Был депутатом райсовета, облсовета, членом райкома. Но потом, когда мы с ним разговаривали, он чуть ли не самой большой своей заслугой считал
сохранение здания церкви в Мусерье. Эту церковь приказывали снести, а кирпич пустить в дело. Мой отец говорил, что тогда он не так стоял
за саму церковь, как за кладбище, что рядом. Боялся, что если не будет церкви, и кладбище затопчут, изъездят машинами. А там похоронены его
родители. Здание церкви долго служило складом, а в 90-е годы было отремонтировано, и церковь вновь стала действующей. Существует многолетняя
традиция собираться на кладбище в Богородицын день (здешний престольный праздник) поминать родителей. Каждый год 10 августа сюда приезжает
много людей, многие едут издалека, из городов.
Отец был очень привязан к своему колхозу, даже в воскресенье отдыхать ездил туда, в лесок, на речку. Дома он как-то не знал, чем заняться.
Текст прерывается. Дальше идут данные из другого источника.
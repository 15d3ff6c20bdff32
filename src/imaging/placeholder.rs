//! Synthetic page images for backends without a real acquisition path.
//!
//! A placeholder is drawn as a white page carrying the acquisition metadata
//! in a built-in bitmap font. When drawing is unavailable (the `imaging`
//! feature is off) or fails, a minimal valid file of the requested format
//! is used instead, so placeholder acquisition never fails.

use crate::core::{AcquiredImage, BackendKind, ScanParameters};
use crate::imaging::fallback::minimal_image;

use chrono::{DateTime, Utc};

/// Page width in pixels.
pub const PAGE_WIDTH: u32 = 800;
/// Page height in pixels.
pub const PAGE_HEIGHT: u32 = 1000;

/// What a placeholder page prints.
#[derive(Debug, Clone, PartialEq, Eq)]
pub struct PlaceholderInfo {
    /// Backend that produced the page.
    pub backend: BackendKind,
    /// Device the acquisition was requested from.
    pub device_id: String,
    /// Per-backend acquisition counter; also seeds the page decoration.
    pub sequence: u64,
    /// When the acquisition happened.
    pub timestamp: DateTime<Utc>,
}

impl PlaceholderInfo {
    /// Describes an acquisition happening now.
    pub fn new(backend: BackendKind, device_id: impl Into<String>) -> Self {
        Self {
            backend,
            device_id: device_id.into(),
            sequence: 0,
            timestamp: Utc::now(),
        }
    }

    /// Sets the acquisition counter.
    pub fn with_sequence(mut self, sequence: u64) -> Self {
        self.sequence = sequence;
        self
    }

    /// Sets the timestamp.
    pub fn with_timestamp(mut self, timestamp: DateTime<Utc>) -> Self {
        self.timestamp = timestamp;
        self
    }

    #[cfg_attr(not(feature = "imaging"), allow(dead_code))]
    fn lines(&self, params: &ScanParameters) -> Vec<String> {
        vec![
            format!("DEVICE: {}", self.device_id),
            format!("CAPTURE: {:04}", self.sequence),
            format!("FORMAT: {}", params.format),
            format!("RESOLUTION: {} DPI", params.resolution),
            format!("MODE: {}", params.color_mode),
            format!("TIME: {}", self.timestamp.format("%Y-%m-%dT%H:%M:%SZ")),
        ]
    }
}

/// Synthesizes a placeholder image in the requested format.
pub fn placeholder(info: &PlaceholderInfo, params: &ScanParameters) -> AcquiredImage {
    let data = draw(info, params).unwrap_or_else(|| minimal_image(params.format).to_vec());
    AcquiredImage::new(data, params.format)
}

#[cfg(feature = "imaging")]
fn draw(info: &PlaceholderInfo, params: &ScanParameters) -> Option<Vec<u8>> {
    match render::page(info, params) {
        Ok(data) => Some(data),
        Err(e) => {
            tracing::warn!(
                backend = %info.backend,
                format = %params.format,
                error = %e,
                "Placeholder drawing failed, using minimal image"
            );
            None
        }
    }
}

#[cfg(not(feature = "imaging"))]
fn draw(_info: &PlaceholderInfo, _params: &ScanParameters) -> Option<Vec<u8>> {
    None
}

#[cfg(feature = "imaging")]
mod render {
    use super::{PlaceholderInfo, PAGE_HEIGHT, PAGE_WIDTH};
    use crate::core::{ScanError, ScanParameters};
    use crate::imaging::font::{draw_text, text_width, GLYPH_HEIGHT};
    use crate::imaging::normalize::encode;

    use image::{DynamicImage, Rgb, RgbImage};

    const WHITE: Rgb<u8> = Rgb([255, 255, 255]);
    const BLACK: Rgb<u8> = Rgb([0, 0, 0]);
    const GRAY: Rgb<u8> = Rgb([128, 128, 128]);

    const MARGIN: u32 = 50;
    const TITLE_SCALE: u32 = 3;
    const BODY_SCALE: u32 = 2;
    const LINE_PITCH: u32 = 40;
    const DECORATION_COUNT: u64 = 10;
    const DECORATION_SIZE: u32 = 50;
    // Decorations stay below the text block.
    const DECORATION_TOP: u32 = 420;
    const GOLDEN: f64 = 0.618_033_988_749_895;

    pub(super) fn page(
        info: &PlaceholderInfo,
        params: &ScanParameters,
    ) -> Result<Vec<u8>, ScanError> {
        let mut page = RgbImage::from_pixel(PAGE_WIDTH, PAGE_HEIGHT, WHITE);

        let title = format!("SCANBRIDGE {} PLACEHOLDER", info.backend);
        draw_text(&mut page, title_x(&title), MARGIN, TITLE_SCALE, &title, BLACK);

        let body_top = MARGIN + GLYPH_HEIGHT * TITLE_SCALE + LINE_PITCH;
        for (i, line) in info.lines(params).iter().enumerate() {
            draw_text(&mut page, MARGIN, body_top + i as u32 * LINE_PITCH, BODY_SCALE, line, BLACK);
        }

        for index in 0..DECORATION_COUNT {
            let (x, y) = decoration_origin(info.sequence, index);
            outline(&mut page, x, y, DECORATION_SIZE, GRAY);
        }

        encode(DynamicImage::ImageRgb8(page), params)
    }

    /// Left edge that centres the title, or the margin if it is too wide.
    fn title_x(title: &str) -> u32 {
        let width = text_width(title, TITLE_SCALE);
        if width + 2 * MARGIN > PAGE_WIDTH {
            return MARGIN;
        }
        (PAGE_WIDTH - width) / 2
    }

    /// Deterministic pseudo-random placement from the golden-ratio sequence.
    fn decoration_origin(seed: u64, index: u64) -> (u32, u32) {
        let n = seed
            .wrapping_mul(DECORATION_COUNT)
            .wrapping_add(index + 1) as f64;
        let fx = (n * GOLDEN) % 1.0;
        let fy = (n * GOLDEN * GOLDEN) % 1.0;

        let x = fx * f64::from(PAGE_WIDTH - DECORATION_SIZE);
        let y = fy * f64::from(PAGE_HEIGHT - DECORATION_TOP - DECORATION_SIZE);
        (x as u32, DECORATION_TOP + y as u32)
    }

    fn outline(page: &mut RgbImage, x: u32, y: u32, size: u32, color: Rgb<u8>) {
        let (width, height) = page.dimensions();
        let right = (x + size - 1).min(width - 1);
        let bottom = (y + size - 1).min(height - 1);

        for px in x..=right {
            page.put_pixel(px, y, color);
            page.put_pixel(px, bottom, color);
        }
        for py in y..=bottom {
            page.put_pixel(x, py, color);
            page.put_pixel(right, py, color);
        }
    }

    #[cfg(test)]
    mod tests {
        use super::*;

        #[test]
        fn test_title_is_centred() {
            let title = "SCANBRIDGE SANE PLACEHOLDER";
            let left = title_x(title);
            let right = PAGE_WIDTH - left - text_width(title, TITLE_SCALE);
            assert!(left.abs_diff(right) <= 1);
            assert!(left > MARGIN);

            let long = "X".repeat(60);
            assert_eq!(title_x(&long), MARGIN);
        }

        #[test]
        fn test_body_starts_below_title() {
            let body_top = MARGIN + GLYPH_HEIGHT * TITLE_SCALE + LINE_PITCH;
            assert!(body_top > MARGIN + GLYPH_HEIGHT * TITLE_SCALE);
            // six metadata lines still end above the decorations
            assert!(body_top + 6 * LINE_PITCH <= DECORATION_TOP);
        }

        #[test]
        fn test_decorations_stay_on_page() {
            for seed in [0, 1, 7, u64::MAX] {
                for index in 0..DECORATION_COUNT {
                    let (x, y) = decoration_origin(seed, index);
                    assert!(x + DECORATION_SIZE <= PAGE_WIDTH);
                    assert!(y >= DECORATION_TOP);
                    assert!(y + DECORATION_SIZE <= PAGE_HEIGHT);
                }
            }
        }
    }
}

#[cfg(test)]
mod tests {
    use super::*;
    use crate::core::OutputFormat;
    use chrono::TimeZone;

    fn info() -> PlaceholderInfo {
        PlaceholderInfo::new(BackendKind::Mock, "scanner_mock")
            .with_sequence(3)
            .with_timestamp(Utc.with_ymd_and_hms(2024, 3, 9, 14, 5, 7).unwrap())
    }

    #[test]
    fn test_placeholder_matches_requested_format() {
        for format in [
            OutputFormat::Jpeg,
            OutputFormat::Png,
            OutputFormat::Tiff,
            OutputFormat::Bmp,
        ] {
            let params = ScanParameters::default().with_format(format);
            let image = placeholder(&info(), &params);

            assert_eq!(image.format, format);
            assert!(!image.is_empty());
            assert_eq!(OutputFormat::sniff(&image.data), Some(format));
        }
    }

    #[test]
    fn test_lines_carry_metadata() {
        let params = ScanParameters::default().with_resolution(600);
        let lines = info().lines(&params);

        assert!(lines.contains(&"DEVICE: scanner_mock".to_string()));
        assert!(lines.contains(&"CAPTURE: 0003".to_string()));
        assert!(lines.contains(&"RESOLUTION: 600 DPI".to_string()));
        assert!(lines.contains(&"TIME: 2024-03-09T14:05:07Z".to_string()));
    }

    #[cfg(feature = "imaging")]
    #[test]
    fn test_drawn_page_has_text() {
        use image::GenericImageView;

        let params = ScanParameters::default().with_format(OutputFormat::Png);
        let image = placeholder(&info(), &params);
        let decoded = image::load_from_memory(&image.data).unwrap();

        assert_eq!(decoded.dimensions(), (PAGE_WIDTH, PAGE_HEIGHT));
        assert_eq!(decoded.get_pixel(0, 0).0, [255, 255, 255, 255]);
        let rgb = decoded.to_rgb8();
        assert!(rgb.pixels().any(|p| p.0 == [0, 0, 0]));
    }

    #[cfg(feature = "imaging")]
    #[test]
    fn test_drawing_is_deterministic() {
        let params = ScanParameters::default().with_format(OutputFormat::Png);
        assert_eq!(placeholder(&info(), &params), placeholder(&info(), &params));
    }

    #[cfg(not(feature = "imaging"))]
    #[test]
    fn test_without_imaging_uses_minimal_image() {
        let params = ScanParameters::default().with_format(OutputFormat::Tiff);
        let image = placeholder(&info(), &params);
        assert_eq!(image.data, minimal_image(OutputFormat::Tiff));
    }
}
Чаще всего лежал, читал газеты. Даже телевизор почти не смотрел, кроме новостей. Мне так хотелось с ним смотреть фильмы, я ему рассказывала,
о чем кино, заинтересовывала. А он посмотрит немного, махнет рукой и уйдет к себе с газетами. Зато когда постарел, вышел на пенсию,
телевизор был для него главным развлечением, смотрел аргентинские и бразильские сериалы и по-настоящему переживал, смотрел с интересом
даже мультфильмы.
Делать по дому он мало что умел. На кухне вообще был беспомощен. Если убрать какую-то еду в холодильник, все, она ему была недоступна.
Хотя иногда что-то ему удавалось очень хорошо. Например, когда был построен дом в Санчурске (перевезли дедушкин из Сосновки), он сам
сделал электропроводку и сделал очень аккуратно. Он всегда следил за состоянием дома, берег от гнили, грибка. Меня удивляло, как точно
он мог на глазок определить, сколько кубометров дров в поленнице или сколько пудов сена в стоге.
Мой отец в молодости имел интересную внешность, был кудрявый, голубоглазый. И всегда любил хорошую одежду и обувь. Только не всегда был
аккуратен. Любил нарядно одеться и пройтись по городу с красивой, нарядной женой. Моя мама была больна и не всегда могла выходить с ним
в люди. Часто он брал меня, когда я была маленькая, чтобы пройтись по улице, сходить в горсад, зайти к кому-нибудь в гости. После смерти
моей мамы он женился на молодой, красивой женщине. Это очень льстило его самолюбию. Он покупал ей наряды, любил, чтобы она была хорошо
одета, причесана и накрашена.
Ходить в город он любил и в первые годы, как вышел на пенсию, пока был здоров. У него было много знакомых, встречались, общались. Мне
кажется, что мужчин он знал чуть ли не всех в районе, да и женщин многих. Когда, например, ехали с ним на машине по сельской дороге и
встречался какой-то человек, всегда оказывалось, что он его знает и даже знает про него какую-нибудь смешную историю.
Он очень привязывался к людям. У него всегда был близкий друг, в разные годы по разным причинам — другой, но близкий друг был всегда.
Особенно долго он дружил с Владимиром Михайловичем Мурзиным. Мурзин умер в тот день, когда хоронили моего отца. Они оба были участниками
Великой Отечественной войны, инвалидами второй группы.
Отец почему-то очень мало рассказывал о войне. Всегда говорил, что он не так уж долго воевал, есть другие, которые видели больше. Помню
только, рассказывал, что под Миллерово, когда было очень тяжелое положение, командир отправил его с сообщением в штаб и тем самым спас
ему жизнь. Вся часть тогда погибла. Очень хорошо отзывался о госпитале во Фрунзе, куда попал после ранения.
Для меня в детстве, в молодости отец был идеальным мужчиной, я сравнивала с ним молодых людей и не находила равных.
Как-то я пошла на кладбище в Санчурске и увидела у могилы отца незнакомую марийку. Оказалось, что это женщина из его колхоза, сейчас
лежала в больнице и в свободное время ходила на могилу бывшего председателя, читала молитвы. Мне сказала, узнав, что я его дочь:
«Мы, колхозники, при Павле Васильевиче только жить начали».